そこで今回は、多肉植物のカランコエについて基本の育て方から、花を咲かせるコツや間延びする原因と対処方法についてご紹介します。
カランコエはベンケイソウ科の一種で、夏型の多肉植物です。(品種によっては春秋型のものも一部あります)
夏型というのは、夏に生育期を迎える多肉植物の生育タイプのことで、反対に5度以下の冬の時期は休眠期に入ります。夏といっても適温は18〜25度なので晩春・早秋も生育期ですが、その一方で真夏日以上の環境では少し生育が鈍ります。
季節によって置き場所や水やりの頻度を変える必要はありますが、基本的には丈夫な性質をもっているので初心者でも育てやすい植物ですよ。
また、ほかの多肉植物よりもたくさん花を咲かせるので、育てがいもある多肉植物です。品種によってかなり見た目も変わるので、ぜひこちらの記事もチェックしてみてくださいね。

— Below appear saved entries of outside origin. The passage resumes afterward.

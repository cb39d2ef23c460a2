//! Host-engine contract
//!
//! The capture core runs embedded in a relational engine it does not
//! own. Everything it needs from that engine is expressed as the narrow
//! traits in this module:
//!
//! - `RelationCatalog` - relation metadata lookup
//! - `RowStore` - row insertion/update with synchronous index maintenance
//! - `TupleScan` - dirty-snapshot index probes, transaction waits, row locks
//! - `NodeTopology` - node role, global DDL lock, membership notification
//! - `DdlIntrospection` - reports for the just-completed statement
//! - `DdlExecutor` - the external DDL execution path
//! - `TriggerCatalog` - trigger creation and dependency bookkeeping
//!
//! `MemoryEngine` implements the whole surface in process so the core is
//! testable without a host engine; it is the reference implementation of
//! the contract, not a toy for tests only.

pub mod ddl;
mod errors;
mod memory;
mod relation;

pub use ddl::{ColumnSpec, DdlCommand, TableSpec};
pub use errors::{EngineError, EngineResult};
pub use memory::MemoryEngine;
pub use relation::{
    quote_identifier, quote_qualified, ColumnMeta, ColumnType, EqOperator, IndexMeta, Persistence,
    RelationId, RelationMeta, CATALOG_SCHEMA, TEMP_SCHEMA,
};

use crate::locator::IndexScanKey;
use serde::{Deserialize, Serialize};
use serde_json::Value;
use std::fmt;

/// A position in the engine's write-ahead log.
///
/// Monotonic with WAL progress; assigned to every captured change at
/// insertion time. Replay order downstream must equal this order.
#[derive(Copy, Clone, Debug, Eq, PartialEq, Ord, PartialOrd, Hash, Serialize, Deserialize)]
pub struct LogPosition(u64);

impl LogPosition {
    /// Creates a new LogPosition with the given value.
    #[inline]
    pub fn new(value: u64) -> Self {
        Self(value)
    }

    /// Returns the underlying value.
    #[inline]
    pub fn value(&self) -> u64 {
        self.0
    }
}

impl fmt::Display for LogPosition {
    fn fmt(&self, f: &mut fmt::Formatter<'_>) -> fmt::Result {
        // Hi/lo split, the conventional rendering for log positions.
        write!(f, "{:X}/{:X}", self.0 >> 32, self.0 & 0xFFFF_FFFF)
    }
}

/// Identity of a transaction managed by the host engine.
#[derive(Copy, Clone, Debug, Eq, PartialEq, Ord, PartialOrd, Hash)]
pub struct TxnId(u64);

impl TxnId {
    /// Creates a new TxnId with the given value.
    #[inline]
    pub fn new(value: u64) -> Self {
        Self(value)
    }

    /// Returns the underlying value.
    #[inline]
    pub fn value(&self) -> u64 {
        self.0
    }
}

/// Identity of a stored tuple within a relation.
#[derive(Copy, Clone, Debug, Eq, PartialEq, Ord, PartialOrd, Hash)]
pub struct TupleId(u64);

impl TupleId {
    /// Creates a new TupleId with the given value.
    #[inline]
    pub fn new(value: u64) -> Self {
        Self(value)
    }

    /// Returns the underlying value.
    #[inline]
    pub fn value(&self) -> u64 {
        self.0
    }
}

/// Identity of a trigger registered in the host catalog.
#[derive(Copy, Clone, Debug, Eq, PartialEq, Ord, PartialOrd, Hash)]
pub struct TriggerId(u64);

impl TriggerId {
    /// Creates a new TriggerId with the given value.
    #[inline]
    pub fn new(value: u64) -> Self {
        Self(value)
    }

    /// Returns the underlying value.
    #[inline]
    pub fn value(&self) -> u64 {
        self.0
    }
}

/// Lifecycle state of a transaction.
#[derive(Debug, Clone, Copy, PartialEq, Eq)]
pub enum TxnStatus {
    /// Still running; its writes are not yet decided.
    InFlight,
    /// Committed; its writes are durable.
    Committed,
    /// Aborted; its writes never happened.
    Aborted,
}

/// One stored row's column values. `None` is SQL NULL.
#[derive(Debug, Clone, PartialEq, Eq)]
pub struct TupleData {
    /// Values in column declaration order
    pub values: Vec<Option<Value>>,
}

impl TupleData {
    /// Creates a tuple from values in column order.
    pub fn new(values: Vec<Option<Value>>) -> Self {
        Self { values }
    }

    /// Returns the value at a column position; None for NULL or for a
    /// position beyond the tuple's width.
    pub fn get(&self, position: usize) -> Option<&Value> {
        self.values.get(position).and_then(|v| v.as_ref())
    }
}

/// Row lock strength.
#[derive(Debug, Clone, Copy, PartialEq, Eq)]
pub enum RowLockMode {
    /// Multiple holders allowed; conflicts with Exclusive.
    Shared,
    /// Single holder; conflicts with everything.
    Exclusive,
}

/// Result of a row lock attempt.
#[derive(Debug, Clone, Copy, PartialEq, Eq)]
pub enum LockOutcome {
    /// Lock taken; held until the owning transaction ends.
    Acquired,
    /// The tuple was updated or removed by a committed concurrent
    /// transaction after it was probed. The caller must re-probe.
    ConcurrentlyUpdated,
}

/// A tuple returned by a dirty-snapshot probe.
///
/// The dirty view reports rows written by uncommitted transactions so
/// the caller can detect in-flight contention rather than skip it.
#[derive(Debug, Clone)]
pub struct DirtyTuple {
    /// Stored tuple identity
    pub tuple: TupleId,
    /// Materialized values
    pub data: TupleData,
    /// The in-flight transaction contesting this tuple: its creator if
    /// the insert has not resolved, otherwise an unresolved deleter.
    pub in_flight: Option<TxnId>,
}

/// Trigger-firing event classes.
#[derive(Debug, Clone, Copy, PartialEq, Eq)]
pub enum TriggerEvent {
    Insert,
    Update,
    Delete,
    Truncate,
}

/// Context handed to a trigger entry point by the trigger manager.
#[derive(Debug, Clone)]
pub struct TriggerContext {
    /// Event that fired the trigger
    pub event: TriggerEvent,
    /// Relation the trigger fired on
    pub relation: RelationId,
}

/// Event-trigger callback classes.
#[derive(Debug, Clone, Copy, PartialEq, Eq)]
pub enum EventTriggerKind {
    /// Fired after a DDL statement completes.
    DdlCommandEnd,
    /// Fired with the set of objects a statement dropped.
    SqlDrop,
}

/// Context handed to an event-trigger entry point.
#[derive(Debug, Clone)]
pub struct EventTriggerContext {
    /// Which callback class invoked us
    pub kind: EventTriggerKind,
}

/// One command reported by the host engine's introspection facility for
/// a just-completed DDL statement. `command_text` is already expanded
/// and fully qualified; the core never renders DDL itself.
#[derive(Debug, Clone, PartialEq, Eq)]
pub struct CreationCommand {
    /// Statement classifier, e.g. "CREATE TABLE"
    pub command_tag: String,
    /// Object class, e.g. "table"
    pub object_type: String,
    /// Schema of the affected object, when it has one
    pub schema: Option<String>,
    /// Qualified identity of the affected object
    pub identity: String,
    /// Whether the object belongs to an extension's own definition.
    /// Extension-owned objects arrive on peers via extension
    /// installation, never via the capture queue.
    pub in_extension: bool,
    /// Replayable, fully-qualified statement text
    pub command_text: String,
}

/// One object reported dropped by a just-completed statement.
#[derive(Debug, Clone, PartialEq, Eq)]
pub struct DroppedObjectReport {
    /// Directly named in the statement
    pub original: bool,
    /// Reached through a normal dependency (not cascade-internal)
    pub normal: bool,
    /// Object class, e.g. "table"
    pub object_type: String,
    /// Name path of the object
    pub address_names: Vec<String>,
    /// Schema of the object, when it has one
    pub schema: Option<String>,
}

/// Dependency edge classes in the host catalog.
#[derive(Debug, Clone, Copy, PartialEq, Eq)]
pub enum DependencyKind {
    /// Dropping the referenced object requires CASCADE.
    Normal,
    /// The dependent object is dropped silently with the referenced one.
    Automatic,
}

/// A trigger as listed by the host catalog.
#[derive(Debug, Clone)]
pub struct TriggerMeta {
    /// Trigger identity
    pub id: TriggerId,
    /// Trigger name, unique within its relation
    pub name: String,
    /// Routine the trigger invokes, schema-qualified
    pub routine: String,
    /// Whether the trigger fires on TRUNCATE
    pub on_truncate: bool,
}

/// Relation metadata lookup.
pub trait RelationCatalog {
    /// Returns metadata for a relation, or None if it does not exist.
    fn relation(&self, id: RelationId) -> Option<RelationMeta>;

    /// Looks a relation up by schema-qualified name.
    fn relation_by_name(&self, schema: &str, name: &str) -> Option<RelationMeta>;
}

/// Row insertion and update with synchronous index maintenance.
///
/// Implementations must update every index of the target relation
/// before returning, so a reader probing an index immediately after an
/// insert sees the new row.
pub trait RowStore {
    /// Current position of the write-ahead log.
    fn current_log_position(&self) -> LogPosition;

    /// Inserts a row on behalf of a transaction. The row is visible to
    /// that transaction's own reads before this call returns.
    fn insert_row(&self, txn: TxnId, rel: RelationId, data: TupleData) -> EngineResult<TupleId>;

    /// Replaces a row, producing a new tuple version. The old version
    /// stays visible to concurrent snapshots until the transaction
    /// resolves.
    fn update_row(
        &self,
        txn: TxnId,
        rel: RelationId,
        tuple: TupleId,
        data: TupleData,
    ) -> EngineResult<TupleId>;
}

/// The tuple-scan/lock contract consumed by the conflict-safe locator.
pub trait TupleScan {
    /// Probes a unique index under a dirty snapshot. Returns at most one
    /// live tuple; a tuple written by an unresolved transaction is
    /// returned with `in_flight` set rather than skipped.
    fn dirty_probe(&self, rel: RelationId, key: &IndexScanKey) -> EngineResult<Option<DirtyTuple>>;

    /// Parks the calling session until the given transaction resolves.
    fn wait_for(&self, txn: TxnId);

    /// Attempts a row lock under the latest committed snapshot.
    fn lock_tuple(
        &self,
        txn: TxnId,
        rel: RelationId,
        tuple: TupleId,
        mode: RowLockMode,
    ) -> EngineResult<LockOutcome>;
}

/// Node role and cluster-lock state, plus the membership notification
/// hook. The membership protocol itself is out of scope; the core only
/// sees this boolean/void surface.
pub trait NodeTopology {
    /// Whether the named database participates in replication.
    fn replication_enabled(&self, database: &str) -> bool;

    /// Whether the local node is configured read-only.
    fn local_node_read_only(&self) -> bool;

    /// Whether another node currently holds the cluster-wide DDL lock.
    fn global_ddl_lock_held(&self) -> bool;

    /// Tells the membership subsystem that node configuration changed.
    fn connections_changed(&self);
}

/// Introspection of the just-completed statement.
///
/// Both methods consume their reports: a second call within the same
/// statement returns nothing, which is what makes capture exactly-once.
pub trait DdlIntrospection {
    /// Commands that would reproduce the statement's created or altered
    /// objects, in dependency order.
    fn creation_commands(&self) -> Vec<CreationCommand>;

    /// Objects the statement dropped.
    fn dropped_objects(&self) -> Vec<DroppedObjectReport>;
}

/// The external DDL execution path. The core queues around it; it never
/// parses or executes DDL itself.
pub trait DdlExecutor {
    /// Executes a DDL statement locally on behalf of an actor.
    fn execute_ddl(&self, txn: TxnId, command_text: &str, actor: &str) -> EngineResult<()>;
}

/// Trigger creation and dependency bookkeeping in the host catalog.
pub trait TriggerCatalog {
    /// Lists the triggers declared on a relation.
    fn triggers(&self, rel: RelationId) -> Vec<TriggerMeta>;

    /// Creates an internal (non-dumped) TRUNCATE trigger invoking the
    /// given routine. The catalog records a Normal dependency from the
    /// trigger to the routine as a side effect.
    fn create_truncate_trigger(
        &self,
        rel: RelationId,
        name: &str,
        routine: &str,
    ) -> EngineResult<TriggerId>;

    /// Deletes dependency edges of one kind from a trigger to a routine,
    /// returning how many were deleted.
    fn delete_trigger_dependencies(
        &self,
        trigger: TriggerId,
        routine: &str,
        kind: DependencyKind,
    ) -> usize;

    /// Records a dependency edge from a trigger to a routine.
    fn record_trigger_dependency(&self, trigger: TriggerId, routine: &str, kind: DependencyKind);

    /// Marks a trigger as a member of the replication extension.
    fn record_extension_member(&self, trigger: TriggerId);
}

開花時期 | 11月、12月、1月、2月、3月、4月 |
植え替え | 5月、6月、9月 |
剪定 | 5月、6月、9月 |
肥料 | 4月、5月、6月、7月、9月、10月 |
カランコエは春や秋の時期には日当たりの良い場所で管理します。ただし、強い直射日光に浴びせてしまうと葉焼けを起こすことがあるため避けるようにしてください。
また、カランコエは高温多湿に弱いので戸外の雨の掛からない風通しのよい場所が適しています。風通しが悪いと蒸れて腐る原因になるので注意しましょう。
夏は直射日光・西日・強い日差しを避け、明るい日陰ほどの場所に移して育てましょう。この時期はとくに蒸れやすくなるので、風通しが確保できなければサーキュレーターなどを定期的に回しておくといいですよ。
カランコエは冬の寒さには弱いため、気温が10度を下回る時期になったら室内で管理するようにしましょう。日当たりも大切なので、窓際の日当たりのいい場所に置いてください。
ただし、冬の夜は窓際の温度変化が激しくなるので、夜になったら室内の中ほどに移動させるか、窓に保温シートなどを貼って防寒対策をしておきましょう。また、暖房の風があたる場所も避けましょう。
カランコエは葉にたくさんの水を蓄える乾燥に強い多肉植物なので、4〜9月には土が乾ききったら、鉢底から流れ出るまで水やりをします。このとき、葉や花に水がかからないよう、葉をかきわけて株下の土に水やりするようにしてください。
なお、カランコエは根が細く水を吸収する力が若干弱めです。そのため水やりの頻度が多すぎると根腐れを起こしてしまうので注意してください。
また、真夏の時期は気温が低い朝方か夕方に水やりしましょう。気温が高くなる時間帯に水やりをすると鉢の中の温度が上がって腐ってしまうので、水やりの時間帯にも気配りが必要です。
休眠期の冬はやや乾燥気味に育てていきます。気温が15度を下回るようになってきたら、だんだんと水やりの頻度を落とし、10度以下になったら土が乾いてから4〜5日後に水やりを行うようにしましょう。5度以下の場合、もしくは12〜3月の間は断水することで耐寒性が増すので、完全に水やりを止めるのもおすすめです。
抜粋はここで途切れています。